■ **Task to complete**: For each line of the listing that holds "Unimplemented", show the full line.

━━━━━ Task inputs

use chrono::{NaiveDate, NaiveDateTime};
use mysql_async::consts::ColumnType;
use mysql_async::{Column, Row, Value};

use crate::error::SqlDuetError;
use crate::results::FetchedRows;
use crate::types::RowValues;

/// Build fetched rows, taking column names from the statement metadata when available.
///
/// # Errors
/// Returns `SqlDuetError` if a value cannot be represented.
pub fn build_fetched_rows(
    columns: Option<&[Column]>,
    rows: &[Row],
) -> Result<FetchedRows, SqlDuetError> {
    let column_names: Vec<String> = match columns {
        Some(cols) => cols.iter().map(|c| c.name_str().into_owned()).collect(),
        None => rows
            .first()
            .map(|row| {
                row.columns_ref()
                    .iter()
                    .map(|c| c.name_str().into_owned())
                    .collect()
            })
            .unwrap_or_default(),
    };

    let mut values = Vec::with_capacity(rows.len());
    for row in rows {
        let columns = row.columns_ref();
        let mut row_values = Vec::with_capacity(columns.len());
        for (idx, column) in columns.iter().enumerate() {
            let value = row.as_ref(idx).unwrap_or(&Value::NULL);
            row_values.push(mysql_extract_value(column, value)?);
        }
        values.push(row_values);
    }

    Ok(FetchedRows::new(column_names, values))
}

/// Convert one cell. Binary-protocol results arrive typed; text-protocol results arrive as
/// bytes and are parsed by the column type.
///
/// # Errors
/// Returns `SqlDuetError::Unimplemented` for binary (non-UTF-8) data.
pub fn mysql_extract_value(column: &Column, value: &Value) -> Result<RowValues, SqlDuetError> {
    Ok(match value {
        Value::NULL => RowValues::Null,
        Value::Int(i) => RowValues::Int(*i),
        Value::UInt(u) => match i64::try_from(*u) {
            Ok(i) => RowValues::Int(i),
            Err(_) => RowValues::Text(u.to_string()),
        },
        Value::Float(f) => RowValues::Float(f64::from(*f)),
        Value::Double(d) => RowValues::Float(*d),
        Value::Date(year, month, day, hour, minute, second, micros) => {
            NaiveDate::from_ymd_opt(i32::from(*year), u32::from(*month), u32::from(*day))
                .and_then(|date| {
                    date.and_hms_micro_opt(
                        u32::from(*hour),
                        u32::from(*minute),
                        u32::from(*second),
                        *micros,
                    )
                })
                // zero dates have no calendar value
                .map_or(RowValues::Null, RowValues::Timestamp)
        }
        Value::Time(negative, days, hours, minutes, seconds, micros) => {
            let total_hours = u64::from(*days) * 24 + u64::from(*hours);
            let sign = if *negative { "-" } else { "" };
            let text = if *micros == 0 {
                format!("{sign}{total_hours:02}:{minutes:02}:{seconds:02}")
            } else {
                format!("{sign}{total_hours:02}:{minutes:02}:{seconds:02}.{micros:06}")
            };
            RowValues::Text(text)
        }
        Value::Bytes(bytes) => {
            let text = std::str::from_utf8(bytes).map_err(|_| {
                SqlDuetError::Unimplemented(format!(
                    "binary column '{}' is not supported",
                    column.name_str()
                ))
            })?;
            parse_text(column.column_type(), text)
        }
    })
}

fn parse_text(column_type: ColumnType, text: &str) -> RowValues {
    match column_type {
        ColumnType::MYSQL_TYPE_TINY
        | ColumnType::MYSQL_TYPE_SHORT
        | ColumnType::MYSQL_TYPE_INT24
        | ColumnType::MYSQL_TYPE_LONG
        | ColumnType::MYSQL_TYPE_LONGLONG
        | ColumnType::MYSQL_TYPE_YEAR => text
            .parse()
            .map_or_else(|_| RowValues::Text(text.to_string()), RowValues::Int),
        ColumnType::MYSQL_TYPE_FLOAT | ColumnType::MYSQL_TYPE_DOUBLE => text
            .parse()
            .map_or_else(|_| RowValues::Text(text.to_string()), RowValues::Float),
        ColumnType::MYSQL_TYPE_DATETIME
        | ColumnType::MYSQL_TYPE_TIMESTAMP
        | ColumnType::MYSQL_TYPE_DATE => parse_datetime(text),
        ColumnType::MYSQL_TYPE_JSON => serde_json::from_str(text)
            .map_or_else(|_| RowValues::Text(text.to_string()), RowValues::JSON),
        // DECIMAL stays text to keep its precision
        _ => RowValues::Text(text.to_string()),
    }
}

fn parse_datetime(text: &str) -> RowValues {
    if let Ok(dt) = NaiveDateTime::parse_from_str(text, "%Y-%m-%d %H:%M:%S%.f") {
        return RowValues::Timestamp(dt);
    }
    match NaiveDate::parse_from_str(text, "%Y-%m-%d") {
        Ok(date) => RowValues::Timestamp(date.and_time(chrono::NaiveTime::MIN)),
        Err(_) if text.starts_with("0000-00-00") => RowValues::Null,
        Err(_) => RowValues::Text(text.to_string()),
    }
}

━━━━━━━━━━

■ **Your solution**:
/// Returns `SqlDuetError::Unimplemented` for binary (non-UTF-8) data.
                SqlDuetError::Unimplemented(format!(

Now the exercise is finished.